The Board of Supervisors voted 7-4 on Tuesday to repeal a section of the city’s administrative code that prohibits staff from visiting and city departments from contracting with companies headquartered in the states , which include Texas, Florida and Ohio.
California, meanwhile, is considering the revocation of similar law.
The town supervisors will hold a second and final vote next Tuesday. Mayor London Breed is expected to sign the measure.
The progressive city passed the boycott in 2016, after the US Supreme Court legalized same-sex marriage nationwide. At first, the boycott applied only to states that considered the rights of LGBTQ people restricted. Later, the list was expanded to include states that limit access to voting and abortion.
The idea was to put economic pressure on those conservative states. Instead, a report issued last month by the city administrator concluded that the policy was raising costs and administrative burdens for the city. Due to restrictions, there were fewer bidders for city work and that the end of the boycott could reduce contract costs by 20% annually, the report concluded.
In addition, the city had approved hundreds of waivers and waivers for about $800 million in contracts, the report said.
Meanwhile, “no state with restrictive LGBTQ rights, voting rights, or abortion policies cited travel bans and city contracts as motivation for reforming their law,” concluded ir -revision.

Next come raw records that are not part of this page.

//! Error types for amp-secrets

/// Result type for amp-secrets operations
pub type Result<T> = std::result::Result<T, Error>;

/// Errors that can occur while reading or writing secret material
#[derive(Debug, thiserror::Error)]
pub enum Error {
    /// A required secret does not exist
    #[error("Secret '{secret}' not found")]
    SecretNotFound { secret: String },

    /// A required field is absent (or empty) in an existing secret
    #[error("Field '{field}' not found in secret '{secret}'")]
    FieldNotFound { secret: String, field: String },

    /// The backing store lock was poisoned by a panicking writer
    #[error("Secret store lock poisoned")]
    StorePoisoned,

    /// File-backed store I/O or format error
    #[error(transparent)]
    Fs(#[from] amp_fs::Error),
}

impl Error {
    /// True for the "never configured" family of errors.
    pub fn is_not_found(&self) -> bool {
        matches!(
            self,
            Error::SecretNotFound { .. } | Error::FieldNotFound { .. }
        )
    }
}

#[cfg(test)]
mod tests {
    use super::*;

    #[test]
    fn test_not_found_display_names_secret_and_field() {
        let err = Error::FieldNotFound {
            secret: "zync".into(),
            field: "DATABASE_URL".into(),
        };
        let display = err.to_string();
        assert!(display.contains("zync"));
        assert!(display.contains("DATABASE_URL"));
        assert!(err.is_not_found());
    }

    #[test]
    fn test_poisoned_is_not_a_not_found() {
        assert!(!Error::StorePoisoned.is_not_found());
    }
}
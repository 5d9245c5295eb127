//! Built-in rule factories

use crate::factory::FactoryFn;
use crate::{apicast, zync};

/// Number of built-in factories.
pub const BUILTIN_COUNT: usize = 2;

/// Every built-in factory, in registration order.
pub fn builtin_factories() -> Vec<FactoryFn> {
    vec![
        zync::new_zync_rule_factory,
        apicast::new_apicast_rule_factory,
    ]
}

The measure “was a well-intentioned effort at values-based contracting but ultimately did not accomplish the social change it sought to accomplish,” Board President Aaron Peskin, who co-sponsored, said in a statement. the revocation. “Instead, this onerous restriction led to an uncompetitive bidding climate and created serious obstacles for everything from access to emergency housing to being able to cost-effectively purchase the best products and contracts for the City.”
Scott Wiener, a former supervisor turned state senator who authored the original ban, agreed that the measure had not produced the intended results.
“We believed that a coalition of cities and states would form to create real consequences for the states that pass these hateful and hateful laws,” said the San Francisco Democrat in a statement. “However, as it turned out, that coalition never formed, and the full potential impact of this policy never materialized. Instead, San Francisco is now penalizing businesses in other states — including LGBTQ-owned, women-owned , and people of color – owned businesses – for the sins of their radical right-wing governments.”
In addition, city staff could not fly to many states for cooperative work on issues ranging from HIV prevention to transportation, Wiener said.
Similar problems have led California to consider ending its 2016 ban on state travel to states it deems to discriminate against LGBTQ people.
California now bans state-funded travel for nearly half the country after a surge in anti-LGBTQ legislation in mostly Republican-led states.
The ban means that sports teams at public colleges and universities have had to find other ways to pay for road games in states like Arizona and Utah. And it complicated some of the state’s other policy goals, such as using state money to pay for people who live in other states to travel to California for abortions.
Last month, state Senate leader Toni Atkins announced legislation that would end the ban and replace it with an advertising campaign in those states that promotes community acceptance and inclusion. LGBTQ. The bill would establish a fund to pay for the campaign, which would accept private donations and state funding – if available.